A Recap of the 2022 Mount David Summit

Last Friday, Bates community members flocked to Pettengill Hall to enjoy the 20th annual Mount David Summit. With 220 student presenters, the building was packed as students showcased their research, writing and achievements to the Bates community. 

The presentations commenced at 1:20 p.m. with an opening ceremony and ran until 6 p.m. that same evening. There was a dance concert that night at 7:30 p.m. in Schaeffer Theatre where students presented dance theses and a number of dance classes performed final projects.

While in previous years the summit has been open to the wider Bates community, due to COVID-19 concerns, only students, faculty, staff and parents of senior presenters were allowed to attend.

Sarah Abbott ‘22 presented her chemistry thesis during the 1 to 3 p.m. poster session and enjoyed getting to interact with summit-goers. For her thesis, Abbott worked in a lab on an on-going project to try and synthesize a potential therapeutic for respiratory syncytial virus, a common virus in children.

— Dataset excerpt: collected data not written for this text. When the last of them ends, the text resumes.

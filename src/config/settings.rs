//! Engine settings and the static model catalog.
//!
//! Settings are persisted by the hosting process (e.g. under
//! `~/.config/glimpse/settings.json`) and handed to the core at startup.

use serde::{Deserialize, Serialize};
use std::path::PathBuf;

use crate::registry::PerformanceTier;

/// Top-level engine settings.
#[derive(Debug, Clone, Serialize, Deserialize)]
pub struct Settings {
    /// Remote embedding API configuration.
    pub remote: RemoteSettings,
    /// Static catalog of local models.
    pub models: Vec<ModelEntry>,
    /// Embedding cache configuration.
    pub cache: CacheSettings,
    /// Directory where downloaded model artifacts live.
    pub models_dir: PathBuf,
    /// Search behavior configuration.
    pub search: SearchSettings,
    /// Retry bounds for the remote provider.
    pub retry: RetrySettings,
}

impl Default for Settings {
    fn default() -> Self {
        Self {
            remote: RemoteSettings::default(),
            models: ModelEntry::builtin_catalog(),
            cache: CacheSettings::default(),
            models_dir: default_data_dir().join("models"),
            search: SearchSettings::default(),
            retry: RetrySettings::default(),
        }
    }
}

/// Remote embedding API configuration.
#[derive(Debug, Clone, Serialize, Deserialize)]
pub struct RemoteSettings {
    /// Bearer key for the embedding API.
    pub api_key: String,
    /// Base URL of the embedding API (OpenAI-compatible `/embeddings`).
    pub base_url: String,
    /// Model identifier to request from the API.
    pub model: String,
}

impl Default for RemoteSettings {
    fn default() -> Self {
        Self {
            api_key: String::new(),
            base_url: "https://api.siliconflow.cn/v1".to_string(),
            model: "BAAI/bge-m3".to_string(),
        }
    }
}

/// A row of the static local-model catalog.
#[derive(Debug, Clone, Serialize, Deserialize)]
pub struct ModelEntry {
    /// Model identifier.
    pub id: String,
    /// Performance tier label.
    pub tier: PerformanceTier,
    /// Embedding dimensionality this model produces.
    pub dimension: usize,
    /// URL of the safetensors weight artifact.
    pub weight_url: String,
    /// URL of the tokenizer JSON.
    pub tokenizer_url: String,
    /// Expected SHA-256 of the weight artifact (hex). Skipped when absent.
    #[serde(default, skip_serializing_if = "Option::is_none")]
    pub sha256: Option<String>,
    /// Expected SHA-256 of the tokenizer (hex). Skipped when absent.
    #[serde(default, skip_serializing_if = "Option::is_none")]
    pub tokenizer_sha256: Option<String>,
}

impl ModelEntry {
    /// The catalog shipped with the engine.
    pub fn builtin_catalog() -> Vec<ModelEntry> {
        vec![
            ModelEntry {
                id: "clip-vit-base-patch32".to_string(),
                tier: PerformanceTier::Fast,
                dimension: 512,
                weight_url:
                    "https://huggingface.co/openai/clip-vit-base-patch32/resolve/main/model.safetensors"
                        .to_string(),
                tokenizer_url:
                    "https://huggingface.co/openai/clip-vit-base-patch32/resolve/main/tokenizer.json"
                        .to_string(),
                sha256: None,
                tokenizer_sha256: None,
            },
            ModelEntry {
                id: "clip-vit-base-patch32-laion2b".to_string(),
                tier: PerformanceTier::Quality,
                dimension: 512,
                weight_url:
                    "https://huggingface.co/laion/CLIP-ViT-B-32-laion2B-s34B-b79K/resolve/main/model.safetensors"
                        .to_string(),
                tokenizer_url:
                    "https://huggingface.co/laion/CLIP-ViT-B-32-laion2B-s34B-b79K/resolve/main/tokenizer.json"
                        .to_string(),
                sha256: None,
                tokenizer_sha256: None,
            },
        ]
    }
}

/// Embedding cache configuration.
#[derive(Debug, Clone, Serialize, Deserialize)]
pub struct CacheSettings {
    /// Path of the SQLite cache database.
    pub db_path: PathBuf,
    /// Directory holding the image corpus.
    pub corpus_dir: PathBuf,
    /// Whether generation prunes entries for images removed from the corpus.
    pub prune_removed: bool,
}

impl Default for CacheSettings {
    fn default() -> Self {
        let data_dir = default_data_dir();
        Self {
            db_path: data_dir.join("embeddings.db"),
            corpus_dir: data_dir.join("images"),
            prune_removed: false,
        }
    }
}

fn default_data_dir() -> PathBuf {
    directories::ProjectDirs::from("", "", "glimpse")
        .map(|dirs| dirs.data_dir().to_path_buf())
        .unwrap_or_else(|| PathBuf::from("."))
}

/// Search behavior configuration.
#[derive(Debug, Clone, Serialize, Deserialize)]
pub struct SearchSettings {
    /// Default number of results when the caller does not specify `k`.
    pub default_results: usize,
    /// Capacity of the query-embedding memo.
    pub query_memo_size: usize,
}

impl Default for SearchSettings {
    fn default() -> Self {
        Self {
            default_results: 5,
            query_memo_size: 128,
        }
    }
}

/// Retry bounds for transient remote-provider failures.
#[derive(Debug, Clone, Serialize, Deserialize)]
pub struct RetrySettings {
    /// Maximum attempts per request (first try included).
    pub max_attempts: u32,
    /// Base delay for exponential backoff, in milliseconds.
    pub base_delay_ms: u64,
}

impl Default for RetrySettings {
    fn default() -> Self {
        Self {
            max_attempts: 3,
            base_delay_ms: 500,
        }
    }
}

“I worked on this all year and then in a previous semester, pre-COVID actually, I had been in this lab doing some of the simpler steps supporting this project,” Abbott said. “And then I got to do some of the larger-scale stuff as a thesis student.”

Abbott was one of 42 presenters during the first poster session; the Atrium was packed to the brim as students wandered through the maze of poster-boards.

“I forgot how crowded it was because we haven’t had one of these in a while. I forgot how busy Mount David Summits are,” Abbott said.

Eliana Al-Konsul ‘22, an anthropology and psychology double major who presented  their psychology empirical thesis, also displayed her work during the 1 to 3 p.m. poster session.

“I was just talking to my advisor and I was complaining to him about how I was learning more things from people as they were asking me questions,” Al-Konsul said, “which I’m really excited to integrate and think about in my discussion section.”

Their thesis was on system justification theory, the idea that people will justify systems that harm certain groups of people in order to maintain the status quo. 

Al-Konsul further explained, “The study was about the differences of system justification theory between Black and white women in relation to their experiences with sexism both benevolent and hostile.”

Her poster presented research she conducted throughout the winter semester. Despite the amount of time that Al-Konsul poured into her project, they came away from the summit with more unanswered questions.

“It was my first Mount David Summit,” Al-Konsul said, “so it was really cool to see people invested in the topic because it kind of validates why I was interested in it.”